▶ [Prompt]:
Every line below that has the string "transitively" needs to be copied.

Start of Supplied records

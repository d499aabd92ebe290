//! `callscope` command-line front end.
//!
//! Results go to stdout as JSON; logs go to stderr.

use std::path::{Path, PathBuf};
use std::sync::Arc;

use anyhow::{bail, Context, Result};
use clap::{Args, Parser, Subcommand};
use serde_json::json;
use tracing::{info, warn};
use tracing_subscriber::EnvFilter;

use callscope_core::config::AnalyzerConfig;
use callscope_core::graph::document::GraphDocument;
use callscope_core::graph::{CodeGraph, EdgeKind};
use callscope_core::indexer::pipeline::{analyze_project, load_or_analyze, AnalysisReport, CancellationToken};
use callscope_core::query::references::{resolve_function_ids, walk_references, Direction};
use callscope_core::query::search::search_functions;
use callscope_core::query::structure::{file_summary, functions_in_file, render_structure};
use callscope_core::store::database::SqliteSnapshotStore;
use callscope_core::store::SnapshotDiagnostics;

#[derive(Parser, Debug)]
#[command(
    name = "callscope",
    version,
    about = "Static call-graph extraction for Python codebases"
)]
struct Cli {
    #[command(flatten)]
    common: CommonArgs,

    #[command(subcommand)]
    command: Commands,
}

#[derive(Args, Debug)]
struct CommonArgs {
    /// Number of parsing threads (defaults to the number of CPUs)
    #[arg(long, global = true)]
    workers: Option<usize>,

    /// Extra directory name to skip (repeatable)
    #[arg(long = "skip-dir", value_name = "NAME", global = true)]
    skip_dirs: Vec<String>,

    /// Count calls to Python builtins as unresolved instead of filtering them
    #[arg(long, global = true)]
    keep_builtins: bool,

    /// Narrow ambiguous calls using each file's imports
    #[arg(long, global = true)]
    resolve_imports: bool,

    /// Honor .gitignore files while walking the project
    #[arg(long, global = true)]
    gitignore: bool,

    /// JSON config file, applied before environment overrides and flags
    #[arg(long, value_name = "FILE", global = true)]
    config: Option<PathBuf>,

    /// Enable debug logging
    #[arg(short, long, global = true)]
    verbose: bool,
}

#[derive(Subcommand, Debug)]
enum Commands {
    /// Analyze a project and print a summary
    Analyze {
        root: PathBuf,

        /// Write the graph as JSON to this file
        #[arg(long, value_name = "FILE")]
        output: Option<PathBuf>,

        /// SQLite snapshot cache keyed by the codebase fingerprint
        #[arg(long, value_name = "DB")]
        cache: Option<PathBuf>,
    },
    /// Functions calling NAME, transitively up to --depth
    Callers {
        root: PathBuf,
        /// Bare function name or qualified id
        name: String,
        #[arg(long, default_value_t = 1)]
        depth: usize,
    },
    /// Functions called by NAME, transitively up to --depth
    Callees {
        root: PathBuf,
        /// Bare function name or qualified id
        name: String,
        #[arg(long, default_value_t = 1)]
        depth: usize,
    },
    /// Case-insensitive substring search over function names
    Search {
        root: PathBuf,
        query: String,
        #[arg(long, default_value_t = 20)]
        limit: usize,
    },
    /// Functions defined in FILE (path relative to ROOT)
    Functions { root: PathBuf, file: String },
    /// Plain-text outline of every file and its functions
    Structure {
        root: PathBuf,
        /// Approximate token budget for the outline
        #[arg(long, default_value_t = 4000)]
        budget: usize,
        #[arg(long)]
        no_signatures: bool,
    },
}

fn init_tracing(verbose: bool) {
    let filter = if verbose {
        EnvFilter::new("debug")
    } else {
        EnvFilter::try_from_default_env().unwrap_or_else(|_| EnvFilter::new("info"))
    };
    tracing_subscriber::fmt()
        .with_env_filter(filter)
        .with_writer(std::io::stderr)
        .init();
}

/// Defaults, then the config file, then `CALLSCOPE_*` variables, then flags.
fn load_config(common: &CommonArgs) -> Result<AnalyzerConfig> {
    let base = match &common.config {
        Some(path) => AnalyzerConfig::from_json_file(path)
            .with_context(|| format!("failed to load config from {}", path.display()))?,
        None => AnalyzerConfig::default(),
    };
    let mut config = base.with_env_overrides()?;
    if let Some(workers) = common.workers {
        config.workers = workers.max(1);
    }
    config.skip_dirs.extend(common.skip_dirs.iter().cloned());
    if common.keep_builtins {
        config.filter_builtins = false;
    }
    if common.resolve_imports {
        config.resolve_imports = true;
    }
    if common.gitignore {
        config.respect_gitignore = true;
    }
    Ok(config)
}

fn analyze(root: &Path, config: &AnalyzerConfig) -> Result<AnalysisReport> {
    let report = analyze_project(root, config, &CancellationToken::new())
        .with_context(|| format!("failed to analyze {}", root.display()))?;
    for failure in &report.failures {
        warn!("{failure}");
    }
    Ok(report)
}

fn print_json(value: &impl serde::Serialize) -> Result<()> {
    println!("{}", serde_json::to_string_pretty(value)?);
    Ok(())
}

fn summary(
    graph: &CodeGraph,
    diagnostics: &SnapshotDiagnostics,
    report: Option<&AnalysisReport>,
    fingerprint: Option<&str>,
) -> serde_json::Value {
    let mut value = json!({
        "files": graph.file_count(),
        "functions": graph.function_count(),
        "edges": graph.edge_count(),
        "calls_edges": graph.edge_count_of(EdgeKind::Calls),
        "cached": report.is_none(),
        "files_seen": diagnostics.files_seen,
        "failures": diagnostics.failures,
        "call_sites": diagnostics.resolution.total,
        "resolved": diagnostics.resolution.resolved,
        "unresolved": diagnostics.resolution.unresolved,
        "builtin": diagnostics.resolution.builtin,
        "ambiguous": diagnostics.resolution.ambiguous.len(),
    });
    if let Some(fingerprint) = fingerprint {
        value["fingerprint"] = json!(fingerprint);
    }
    if let Some(report) = report {
        value["elapsed_ms"] = json!(report.elapsed_ms);
    }
    value
}

fn run_analyze(root: &Path, config: &AnalyzerConfig, output: Option<&Path>, cache: Option<&Path>) -> Result<()> {
    let (graph, value) = match cache {
        Some(db) => {
            let store = SqliteSnapshotStore::open(db)
                .with_context(|| format!("failed to open snapshot cache {}", db.display()))?;
            let cached = load_or_analyze(root, config, &store, &CancellationToken::new())
                .with_context(|| format!("failed to analyze {}", root.display()))?;
            if cached.from_cache() {
                for failure in &cached.diagnostics.failures {
                    warn!("{failure}");
                }
            }
            let value = summary(
                &cached.graph,
                &cached.diagnostics,
                cached.report.as_ref(),
                Some(&cached.fingerprint),
            );
            (cached.graph, value)
        }
        None => {
            let report = analyze(root, config)?;
            let value = summary(&report.graph, &report.diagnostics(), Some(&report), None);
            (Arc::clone(&report.graph), value)
        }
    };

    if let Some(path) = output {
        let payload = GraphDocument::from_graph(&graph).to_json_pretty()?;
        std::fs::write(path, payload).with_context(|| format!("failed to write {}", path.display()))?;
        info!(path = %path.display(), "graph written");
    }
    print_json(&value)
}

fn run_references(root: &Path, config: &AnalyzerConfig, name: &str, direction: Direction, depth: usize) -> Result<()> {
    let report = analyze(root, config)?;
    let ids = resolve_function_ids(&report.graph, name);
    if ids.is_empty() {
        bail!("no function named `{name}` in {}", root.display());
    }
    let results: Vec<serde_json::Value> = ids
        .iter()
        .map(|id| {
            json!({
                "function": id,
                "direction": direction,
                "hits": walk_references(&report.graph, id, direction, depth),
            })
        })
        .collect();
    print_json(&results)
}

fn main() -> Result<()> {
    let cli = Cli::parse();
    init_tracing(cli.common.verbose);
    let config = load_config(&cli.common)?;

    match cli.command {
        Commands::Analyze { root, output, cache } => {
            run_analyze(&root, &config, output.as_deref(), cache.as_deref())
        }
        Commands::Callers { root, name, depth } => {
            run_references(&root, &config, &name, Direction::Callers, depth)
        }
        Commands::Callees { root, name, depth } => {
            run_references(&root, &config, &name, Direction::Callees, depth)
        }
        Commands::Search { root, query, limit } => {
            let report = analyze(&root, &config)?;
            print_json(&search_functions(&report.graph, &query, limit))
        }
        Commands::Functions { root, file } => {
            let report = analyze(&root, &config)?;
            let file = file.replace('\\', "/");
            if report.graph.file(&file).is_none() {
                let known: Vec<String> = file_summary(&report.graph).into_iter().map(|s| s.file_path).collect();
                bail!("`{file}` was not analyzed; known files: {}", known.join(", "));
            }
            print_json(&functions_in_file(&report.graph, &file))
        }
        Commands::Structure {
            root,
            budget,
            no_signatures,
        } => {
            let report = analyze(&root, &config)?;
            println!("{}", render_structure(&report.graph, budget, !no_signatures));
            Ok(())
        }
    }
}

End of Supplied records

▶ [Your response]:
    /// Functions calling NAME, transitively up to --depth
    /// Functions called by NAME, transitively up to --depth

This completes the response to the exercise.